India-China relations will be under a glare in the coming months. Prime Minister Modi will travel to Hangzhou, China, for the G-20 Summit on September 4 and 5, where he and his host President Xi Jinping will have an opportunity to discuss bilateral ties, in addition to G20 matters. Xi is scheduled to travel to India to participate in the BRICS Summit in Goa on October 15 and 16. The two leaders will also participate in the East Asia Summit in Vientiane, Laos, on September 6 and 7.
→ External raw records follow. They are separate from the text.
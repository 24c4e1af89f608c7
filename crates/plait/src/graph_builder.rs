//! Discovery of the module closure of an entry script.
//!
//! Traversal is depth first: a newly found module is inserted and its own
//! imports are processed before the next sibling import. An explicit stack
//! of pending matches replaces recursion, so import depth never grows the
//! call stack. The registry order is the discovery order.

use std::{collections::VecDeque, path::Path};

use anyhow::Result;
use log::{debug, trace};

use crate::{
    config::ResolutionMode,
    error::BundleError,
    module_registry::ModuleRegistry,
    resolver::{ModuleResolver, ResolvedModule},
    stdlib_detection::is_stdlib_module,
    types::{ImportReference, ModuleRecord},
    visitors::extract_imports,
};

/// Importer label used for modules forced in by name.
const EXTRA_MODULES_LABEL: &str = "<extra modules>";

#[derive(Debug)]
pub struct DependencyGraphBuilder<'a> {
    resolver: &'a ModuleResolver,
    resolution: ResolutionMode,
}

impl<'a> DependencyGraphBuilder<'a> {
    pub fn new(resolver: &'a ModuleResolver, resolution: ResolutionMode) -> Self {
        Self {
            resolver,
            resolution,
        }
    }

    /// Collect every module reachable from the entry script, followed by
    /// every module reachable from `extra_modules`.
    ///
    /// The entry script itself is not part of the result.
    pub fn build_closure(
        &self,
        entry_path: &Path,
        entry_source: &str,
        extra_modules: &[String],
    ) -> Result<ModuleRegistry> {
        let mut registry = ModuleRegistry::new();

        let entry_label = entry_path.display().to_string();
        let entry_imports = extract_imports(entry_source, entry_path)?;
        let found = self.resolve_imports(None, &entry_label, &entry_imports, true)?;
        self.walk(&mut registry, found)?;

        // Forced modules are explicit requests, so the stdlib table does not
        // apply to them.
        for name in extra_modules {
            let reference = ImportReference::from_dotted(name);
            let found = self.resolve_imports(
                None,
                EXTRA_MODULES_LABEL,
                std::slice::from_ref(&reference),
                false,
            )?;
            self.walk(&mut registry, found)?;
        }

        debug!("Module closure has {} modules", registry.len());
        Ok(registry)
    }

    /// Insert `found` and everything reachable from it, depth first.
    ///
    /// Each stack entry holds the matches of one module that are still to
    /// be visited, in import order.
    fn walk(&self, registry: &mut ModuleRegistry, found: Vec<ResolvedModule>) -> Result<()> {
        let mut stack: Vec<VecDeque<ResolvedModule>> = vec![found.into()];

        while let Some(pending) = stack.last_mut() {
            let Some(next) = pending.pop_front() else {
                stack.pop();
                continue;
            };
            if registry.contains(&next.canonical_path) {
                continue;
            }

            let Some(index) = registry.insert(next.read()?) else {
                continue;
            };
            let Some(module) = registry.get_index(index) else {
                continue;
            };
            debug!("Discovered module #{index}: {}", module.canonical_path);

            let imports = extract_imports(&module.source, &module.absolute_path)?;
            let found =
                self.resolve_imports(Some(module), &module.canonical_path, &imports, true)?;
            stack.push(found.into());
        }

        Ok(())
    }

    fn resolve_imports(
        &self,
        importer: Option<&ModuleRecord>,
        importer_label: &str,
        references: &[ImportReference],
        apply_stdlib_filter: bool,
    ) -> Result<Vec<ResolvedModule>> {
        let mut found = Vec::new();

        for reference in references {
            if apply_stdlib_filter && is_stdlib_module(&reference.path) {
                trace!("Skipping standard library import '{}'", reference.path);
                continue;
            }

            let matches = self.resolver.resolve(importer, reference);
            if matches.is_empty() {
                match self.resolution {
                    ResolutionMode::Lenient => {
                        debug!("Leaving out unresolved import '{reference}' in {importer_label}");
                    }
                    ResolutionMode::Strict => {
                        return Err(BundleError::UnresolvedImport {
                            import: reference.to_string(),
                            importer: importer_label.to_owned(),
                        }
                        .into());
                    }
                }
            }
            found.extend(matches);
        }

        Ok(found)
    }
}

#[cfg(test)]
mod tests {
    use std::fs;

    use pretty_assertions::assert_eq;
    use tempfile::TempDir;

    use super::*;

    fn create_test_file(path: &Path, content: &str) -> Result<()> {
        if let Some(parent) = path.parent() {
            fs::create_dir_all(parent)?;
        }
        fs::write(path, content)?;
        Ok(())
    }

    fn closure(
        root: &Path,
        entry: &str,
        extra_modules: &[&str],
        resolution: ResolutionMode,
    ) -> Result<Vec<String>> {
        let entry_path = root.join(entry);
        let entry_source = fs::read_to_string(&entry_path)?;
        let resolver = ModuleResolver::new(vec![root.to_path_buf()]);
        let extra: Vec<String> = extra_modules.iter().map(|s| (*s).to_owned()).collect();
        let registry = DependencyGraphBuilder::new(&resolver, resolution).build_closure(
            &entry_path,
            &entry_source,
            &extra,
        )?;
        Ok(registry.canonical_paths().map(str::to_owned).collect())
    }

    #[test]
    fn test_transitive_imports_in_discovery_order() -> Result<()> {
        let temp_dir = TempDir::new()?;
        let root = temp_dir.path();
        create_test_file(&root.join("main.py"), "import alpha\nimport beta\n")?;
        create_test_file(&root.join("alpha.py"), "import gamma\n")?;
        create_test_file(&root.join("beta.py"), "import gamma\nimport json\n")?;
        create_test_file(&root.join("gamma.py"), "")?;

        assert_eq!(
            closure(root, "main.py", &[], ResolutionMode::Lenient)?,
            vec!["alpha", "gamma", "beta"]
        );
        Ok(())
    }

    #[test]
    fn test_nested_imports_come_before_next_sibling() -> Result<()> {
        let temp_dir = TempDir::new()?;
        let root = temp_dir.path();
        create_test_file(&root.join("main.py"), "import a\nimport d\n")?;
        create_test_file(&root.join("a.py"), "import b\nimport d\n")?;
        create_test_file(&root.join("b.py"), "import c\n")?;
        create_test_file(&root.join("c.py"), "")?;
        create_test_file(&root.join("d.py"), "import c\n")?;

        assert_eq!(
            closure(root, "main.py", &[], ResolutionMode::Lenient)?,
            vec!["a", "b", "c", "d"]
        );
        Ok(())
    }

    #[test]
    fn test_cycle_terminates() -> Result<()> {
        let temp_dir = TempDir::new()?;
        let root = temp_dir.path();
        create_test_file(&root.join("main.py"), "import a\n")?;
        create_test_file(&root.join("a.py"), "import b\n")?;
        create_test_file(&root.join("b.py"), "import a\n")?;

        assert_eq!(
            closure(root, "main.py", &[], ResolutionMode::Lenient)?,
            vec!["a", "b"]
        );
        Ok(())
    }

    #[test]
    fn test_stdlib_name_shadowed_locally_is_not_embedded() -> Result<()> {
        let temp_dir = TempDir::new()?;
        let root = temp_dir.path();
        create_test_file(&root.join("main.py"), "import json\nimport local\n")?;
        create_test_file(&root.join("json.py"), "# shadows the stdlib\n")?;
        create_test_file(&root.join("local.py"), "")?;

        assert_eq!(
            closure(root, "main.py", &[], ResolutionMode::Lenient)?,
            vec!["local"]
        );
        Ok(())
    }

    #[test]
    fn test_extra_modules_are_forced_in() -> Result<()> {
        let temp_dir = TempDir::new()?;
        let root = temp_dir.path();
        create_test_file(
            &root.join("main.py"),
            "import importlib\nplugin = importlib.import_module('plugins.' + 'audio')\n",
        )?;
        create_test_file(&root.join("plugins/__init__.py"), "")?;
        create_test_file(&root.join("plugins/audio.py"), "from . import codecs\n")?;
        create_test_file(&root.join("plugins/codecs.py"), "")?;

        assert_eq!(
            closure(root, "main.py", &[], ResolutionMode::Lenient)?,
            Vec::<String>::new()
        );
        assert_eq!(
            closure(root, "main.py", &["plugins.audio"], ResolutionMode::Lenient)?,
            vec!["plugins/audio", "plugins/__init__", "plugins/codecs"]
        );
        Ok(())
    }

    #[test]
    fn test_unresolved_import_policy() -> Result<()> {
        let temp_dir = TempDir::new()?;
        let root = temp_dir.path();
        create_test_file(&root.join("main.py"), "import present\n")?;
        create_test_file(&root.join("present.py"), "import missing_dependency\n")?;

        assert_eq!(
            closure(root, "main.py", &[], ResolutionMode::Lenient)?,
            vec!["present"]
        );

        let err = closure(root, "main.py", &[], ResolutionMode::Strict)
            .expect_err("strict mode rejects unresolved imports");
        match err.downcast_ref::<BundleError>() {
            Some(BundleError::UnresolvedImport { import, importer }) => {
                assert_eq!(import, "missing_dependency");
                assert_eq!(importer, "present");
            }
            other => panic!("unexpected error: {other:?}"),
        }
        Ok(())
    }

    #[test]
    fn test_stdlib_submodules_are_not_unresolved_in_strict_mode() -> Result<()> {
        let temp_dir = TempDir::new()?;
        let root = temp_dir.path();
        create_test_file(
            &root.join("main.py"),
            "from email.mime.text import MIMEText
import importlib.metadata
from json.decoder import JSONDecodeError
",
        )?;

        assert_eq!(
            closure(root, "main.py", &[], ResolutionMode::Strict)?,
            Vec::<String>::new()
        );
        Ok(())
    }

    #[test]
    fn test_parse_error_in_dependency_aborts() -> Result<()> {
        let temp_dir = TempDir::new()?;
        let root = temp_dir.path();
        create_test_file(&root.join("main.py"), "import broken\n")?;
        create_test_file(&root.join("broken.py"), "def f(:\n    pass\n")?;

        let err = closure(root, "main.py", &[], ResolutionMode::Lenient)
            .expect_err("parse errors are fatal");
        assert!(matches!(
            err.downcast_ref::<BundleError>(),
            Some(BundleError::Parse { .. })
        ));
        Ok(())
    }
}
Modi and Xi have met on several earlier occasions over the last two years. During Modi’s first international travel to Fortaleza, Brazil, for the BRICS Summit in 2014, he met President Xi for the first time. Their last meeting was in Tashkent on the sidelines of the SCO Summit in June. With the possible exception of President Obama, PM Modi has probably met President Xi more often than any other world leader since taking charge. While relations with the US has soared, relations with China are mired in tension and distrust. Hopes which had surfaced after Modi’s victory that relations with China will improve have been sorely belied. Modi had embraced China with eagerness after coming to power to make it an active partner in India’s economic development. This initiative has fallen flat. China has not accorded appropriate importance to India’s concerns as India had hoped. These relate not only to issues bedeviling bilateral ties, but equally to China’s all out support to its ‘’iron friend’’ Pakistan. China has been unmindful of Pakistan’s funding and support to terrorism which could adversely impact China’s own security in the not too distant a future.
South China Sea dispute and the centrality of UNCLOS
Some major issues that have afflicted bilateral relations in recent months include China’s blockade of India’s Nuclear Suppliers Group (NSG) membership bid at Seoul in June, putting a ”technical hold” on designating Jaish-e-Mohammad chief Masood Azhar as terrorist by UN Security Council, and extensive support to Pakistan for the China-Pakistan Economic Corridor (CPEC) which passes through Pakistan-Occupied Kashmir (POK) — a region that juridically belongs to India. China has claimed that it is unfair to single it out because there were several other countries which were opposed to a non-NPT signatory becoming a member of the NSG.